Task - Find and copy each line of the data that includes "ReportFrequency".

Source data
┌──

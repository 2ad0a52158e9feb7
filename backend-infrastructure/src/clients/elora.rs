use std::time::Duration;

use async_trait::async_trait;
use chrono::NaiveDate;
use reqwest::Client;
use serde::de::DeserializeOwned;
use serde_json::Value;
use tracing::{debug, error};

use backend_domain::ports::VendorApi;
use backend_domain::{
    Customer, Device, RefillEvent, ScanEvent, Site, Vehicle, VendorConfig, VendorError, VendorFilter,
};

use super::{decode_records, unwrap_records};

pub const API_KEY_HEADER: &str = "X-API-Key";
const DEFAULT_DEVICE_STATUS: &str = "active";

type Params = Vec<(&'static str, String)>;

pub struct EloraClient {
    client: Client,
    base_url: String,
    api_key: Option<String>,
}

impl EloraClient {
    pub fn new(config: &VendorConfig) -> anyhow::Result<Self> {
        let client = Client::builder()
            .timeout(Duration::from_secs(config.timeout_seconds.max(3)))
            .build()?;
        Ok(Self {
            client,
            base_url: config.base_url.trim_end_matches('/').to_string(),
            api_key: config.api_key.clone(),
        })
    }

    async fn fetch<T: DeserializeOwned>(
        &self,
        endpoint: &str,
        params: &Params,
    ) -> Result<Vec<T>, VendorError> {
        let api_key = self
            .api_key
            .as_deref()
            .ok_or_else(|| VendorError::transport("vendor API key not configured"))?;
        let url = format!("{}/{}", self.base_url, endpoint);
        debug!("GET {} {:?}", url, params);

        let response = self
            .client
            .get(&url)
            .header(API_KEY_HEADER, api_key)
            .query(params)
            .send()
            .await
            .map_err(|err| VendorError::transport(format!("{endpoint}: {err}")))?;

        let status = response.status();
        if !status.is_success() {
            let body = response.text().await.unwrap_or_default();
            error!("vendor {} responded {}: {}", endpoint, status, body);
            return Err(VendorError::status(status.as_u16(), body));
        }

        let payload: Value = response.json().await.map_err(|err| VendorError {
            status: Some(status.as_u16()),
            message: format!("{endpoint}: invalid JSON: {err}"),
            body: None,
        })?;
        Ok(decode_records(endpoint, unwrap_records(endpoint, payload)))
    }
}

fn format_date(date: NaiveDate) -> String {
    date.format("%Y-%m-%d").to_string()
}

fn push_scope(params: &mut Params, keys: [&'static str; 4], filter: &VendorFilter) {
    let [customer, site, from, to] = keys;
    if let Some(value) = &filter.customer {
        params.push((customer, value.clone()));
    }
    if let Some(value) = &filter.site {
        params.push((site, value.clone()));
    }
    if let Some(date) = filter.from_date {
        params.push((from, format_date(date)));
    }
    if let Some(date) = filter.to_date {
        params.push((to, format_date(date)));
    }
}

pub fn scan_params(filter: &VendorFilter) -> Params {
    let mut params = vec![("export", "all".to_string()), ("status", "success".to_string())];
    push_scope(&mut params, ["customer", "site", "fromDate", "toDate"], filter);
    params
}

pub fn refill_params(filter: &VendorFilter) -> Params {
    let mut params = Vec::new();
    push_scope(&mut params, ["customer", "site", "fromDate", "toDate"], filter);
    params
}

pub fn vehicle_params(filter: &VendorFilter) -> Params {
    let mut params = Vec::new();
    push_scope(
        &mut params,
        ["customer_id", "site_id", "start_date", "end_date"],
        filter,
    );
    params
}

pub fn site_params(customer: Option<&str>) -> Params {
    let filter = VendorFilter::customer(customer.map(ToString::to_string));
    filter
        .customer
        .map(|customer| vec![("customer_id", customer)])
        .unwrap_or_default()
}

pub fn device_params(status: Option<&str>) -> Params {
    let status = status
        .map(str::trim)
        .filter(|value| !value.is_empty())
        .unwrap_or(DEFAULT_DEVICE_STATUS);
    vec![("status", status.to_string())]
}

#[async_trait]
impl VendorApi for EloraClient {
    async fn list_customers(&self) -> Result<Vec<Customer>, VendorError> {
        self.fetch("customers", &Vec::new()).await
    }

    async fn list_sites(&self, customer: Option<&str>) -> Result<Vec<Site>, VendorError> {
        self.fetch("sites", &site_params(customer)).await
    }

    async fn list_vehicles(&self, filter: &VendorFilter) -> Result<Vec<Vehicle>, VendorError> {
        self.fetch("vehicles", &vehicle_params(filter)).await
    }

    async fn list_scans(&self, filter: &VendorFilter) -> Result<Vec<ScanEvent>, VendorError> {
        self.fetch("scans", &scan_params(filter)).await
    }

    async fn list_refills(&self, filter: &VendorFilter) -> Result<Vec<RefillEvent>, VendorError> {
        self.fetch("refills", &refill_params(filter)).await
    }

    async fn list_devices(&self, status: Option<&str>) -> Result<Vec<Device>, VendorError> {
        self.fetch("devices", &device_params(status)).await
    }
}

#[cfg(test)]
mod tests {
    use super::*;

    fn keys(params: &Params) -> Vec<&str> {
        params.iter().map(|(key, _)| *key).collect()
    }

    #[test]
    fn scans_always_request_successful_export() {
        let filter = VendorFilter::new(
            Some("C-1".to_string()),
            Some("all".to_string()),
            NaiveDate::from_ymd_opt(2024, 5, 1),
            None,
        );
        let params = scan_params(&filter);
        assert_eq!(keys(&params), vec!["export", "status", "customer", "fromDate"]);
        assert_eq!(params[3].1, "2024-05-01");
    }

    #[test]
    fn vehicles_use_snake_case_names() {
        let filter = VendorFilter::new(
            Some("C-1".to_string()),
            Some("S-9".to_string()),
            NaiveDate::from_ymd_opt(2024, 5, 1),
            NaiveDate::from_ymd_opt(2024, 5, 31),
        );
        assert_eq!(
            keys(&vehicle_params(&filter)),
            vec!["customer_id", "site_id", "start_date", "end_date"]
        );
        assert_eq!(keys(&refill_params(&filter)), vec!["customer", "site", "fromDate", "toDate"]);
    }

    #[test]
    fn all_sentinel_never_reaches_query_string() {
        let filter = VendorFilter::new(Some("all".to_string()), Some("ALL".to_string()), None, None);
        assert!(refill_params(&filter).is_empty());
        assert!(vehicle_params(&filter).is_empty());
        assert!(site_params(Some("all")).is_empty());
        assert_eq!(site_params(Some("C-2")), vec![("customer_id", "C-2".to_string())]);
    }

    #[test]
    fn devices_default_to_active() {
        assert_eq!(device_params(None), vec![("status", "active".to_string())]);
        assert_eq!(device_params(Some("inactive")), vec![("status", "inactive".to_string())]);
    }

    #[tokio::test]
    async fn missing_key_is_a_vendor_error() {
        let client = EloraClient::new(&VendorConfig {
            base_url: "http://127.0.0.1:9".to_string(),
            api_key: None,
            timeout_seconds: 3,
        })
        .expect("client");
        let err = client.list_customers().await.expect_err("no key");
        assert_eq!(err.status, None);
        assert!(err.message.contains("API key"));
    }
}
use chrono::{DateTime, Utc};
use serde::Deserialize;
use tracing::{error, info};

use backend_domain::services::{next_send_time, ScheduleSpec};
use backend_domain::{
    EmailReportPreference, EmailReportPreferenceUpdate, ReportFrequency, ReportRequest, ReportType,
    UserContext,
};

use crate::queries::email_report_queries::report_owner;
use crate::{AppError, AppState};

#[derive(Debug, Clone, Default, Deserialize)]
pub struct SendNowRequest {
    #[serde(default)]
    pub report_types: Vec<String>,
    pub include_charts: Option<bool>,
    pub include_ai_insights: Option<bool>,
}

fn normalize_report_types(raw: Vec<String>) -> Result<Vec<String>, AppError> {
    let mut types: Vec<ReportType> = Vec::new();
    for value in raw {
        let report_type = ReportType::from_id(&value)
            .ok_or_else(|| AppError::BadRequest(format!("unknown report type '{}'", value.trim())))?;
        if !types.contains(&report_type) {
            types.push(report_type);
        }
    }
    Ok(types.iter().map(|kind| kind.as_str().to_string()).collect())
}

pub async fn save_preferences(
    state: &AppState,
    ctx: &UserContext,
    update: EmailReportPreferenceUpdate,
) -> Result<EmailReportPreference, AppError> {
    save_preferences_at(state, ctx, update, Utc::now()).await
}

pub async fn save_preferences_at(
    state: &AppState,
    ctx: &UserContext,
    update: EmailReportPreferenceUpdate,
    now: DateTime<Utc>,
) -> Result<EmailReportPreference, AppError> {
    let email = report_owner(ctx)?;
    let frequency = ReportFrequency::parse(&update.frequency).ok_or_else(|| {
        AppError::BadRequest(format!("unknown frequency '{}'", update.frequency))
    })?;
    let report_types = normalize_report_types(update.report_types)?;
    if update.enabled && report_types.is_empty() {
        return Err(AppError::BadRequest(
            "select at least one report type to enable scheduled reports".to_string(),
        ));
    }
    let time_of_day = update.time_of_day.trim().to_string();
    let spec = ScheduleSpec::new(frequency, &time_of_day, update.day_of_week, update.day_of_month)
        .map_err(|err| AppError::BadRequest(err.to_string()))?;

    let existing = state.preference_repo.find_by_email(email).await?;
    let next_scheduled = update
        .enabled
        .then(|| next_send_time(&spec, now.with_timezone(&ctx.offset)).with_timezone(&Utc));

    let preference = EmailReportPreference {
        id: existing.as_ref().and_then(|pref| pref.id.clone()),
        user_email: email.to_string(),
        enabled: update.enabled,
        frequency,
        report_types,
        include_charts: update.include_charts,
        include_ai_insights: update.include_ai_insights,
        time_of_day,
        day_of_week: update.day_of_week,
        day_of_month: update.day_of_month,
        utc_offset_minutes: Some(ctx.offset.local_minus_utc() / 60),
        last_sent: existing.as_ref().and_then(|pref| pref.last_sent),
        next_scheduled,
    };

    let saved = if preference.id.is_some() {
        state.preference_repo.update(&preference).await
    } else {
        state.preference_repo.create(&preference).await
    }
    .map_err(|err| {
        error!("failed to save report preferences for {}: {}", email, err);
        AppError::from(err)
    })?;
    info!(
        "saved report preferences for {} ({}, enabled={})",
        email,
        saved.frequency.as_str(),
        saved.enabled
    );
    Ok(saved)
}

/// Sends a report to the caller immediately, outside the schedule.
pub async fn send_now(
    state: &AppState,
    ctx: &UserContext,
    request: SendNowRequest,
) -> Result<ReportRequest, AppError> {
    let email = report_owner(ctx)?;
    let stored = state.preference_repo.find_by_email(email).await?;
    let base = stored.unwrap_or_else(|| EmailReportPreference::defaults_for(email));

    let report_types = if request.report_types.is_empty() {
        normalize_report_types(base.report_types.clone())?
    } else {
        normalize_report_types(request.report_types)?
    };
    if report_types.is_empty() {
        return Err(AppError::BadRequest(
            "select at least one report type".to_string(),
        ));
    }

    let report = ReportRequest {
        user_email: email.to_string(),
        report_types,
        include_charts: request.include_charts.unwrap_or(base.include_charts),
        include_ai_insights: request.include_ai_insights.unwrap_or(base.include_ai_insights),
    };
    state
        .report_dispatcher
        .send_report(&report)
        .await
        .map_err(|err| {
            error!("failed to send report to {}: {}", email, err);
            AppError::from(err)
        })?;
    state.metrics.record_report_sent();
    info!("sent on-demand report to {}", email);
    Ok(report)
}
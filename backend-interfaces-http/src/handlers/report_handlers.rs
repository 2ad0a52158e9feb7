use axum::extract::State;
use axum::http::HeaderMap;
use axum::Json;
use chrono::Utc;

use backend_application::commands::email_report_commands::{self, SendNowRequest};
use backend_application::commands::report_dispatch_commands;
use backend_application::queries::email_report_queries;
use backend_application::AppState;
use backend_domain::{
    DispatchResults, EmailReportPreference, EmailReportPreferenceUpdate, ReportRequest,
};

use crate::error::HttpError;
use crate::middleware::{authorize, user_context};

pub async fn get_preferences(
    State(state): State<AppState>,
    headers: HeaderMap,
) -> Result<Json<EmailReportPreference>, HttpError> {
    let ctx = user_context(&state, &headers).await?;
    let preference = email_report_queries::get_preferences(&state, &ctx).await?;
    Ok(Json(preference))
}

pub async fn save_preferences(
    State(state): State<AppState>,
    headers: HeaderMap,
    Json(payload): Json<EmailReportPreferenceUpdate>,
) -> Result<Json<EmailReportPreference>, HttpError> {
    let ctx = user_context(&state, &headers).await?;
    let saved = email_report_commands::save_preferences(&state, &ctx, payload).await?;
    Ok(Json(saved))
}

pub async fn send_now(
    State(state): State<AppState>,
    headers: HeaderMap,
    payload: Option<Json<SendNowRequest>>,
) -> Result<Json<ReportRequest>, HttpError> {
    let ctx = user_context(&state, &headers).await?;
    let request = payload.map(|Json(body)| body).unwrap_or_default();
    let sent = email_report_commands::send_now(&state, &ctx, request).await?;
    Ok(Json(sent))
}

pub async fn dispatch_reports(
    State(state): State<AppState>,
    headers: HeaderMap,
) -> Result<Json<DispatchResults>, HttpError> {
    if !authorize(&state.config, &headers) {
        return Err(HttpError::Unauthorized);
    }
    let results = report_dispatch_commands::dispatch_scheduled_reports(&state, Utc::now()).await?;
    Ok(Json(results))
}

└──

Written answer -
    EmailReportPreference, EmailReportPreferenceUpdate, ReportFrequency, ReportRequest, ReportType,
    let frequency = ReportFrequency::parse(&update.frequency).ok_or_else(|| {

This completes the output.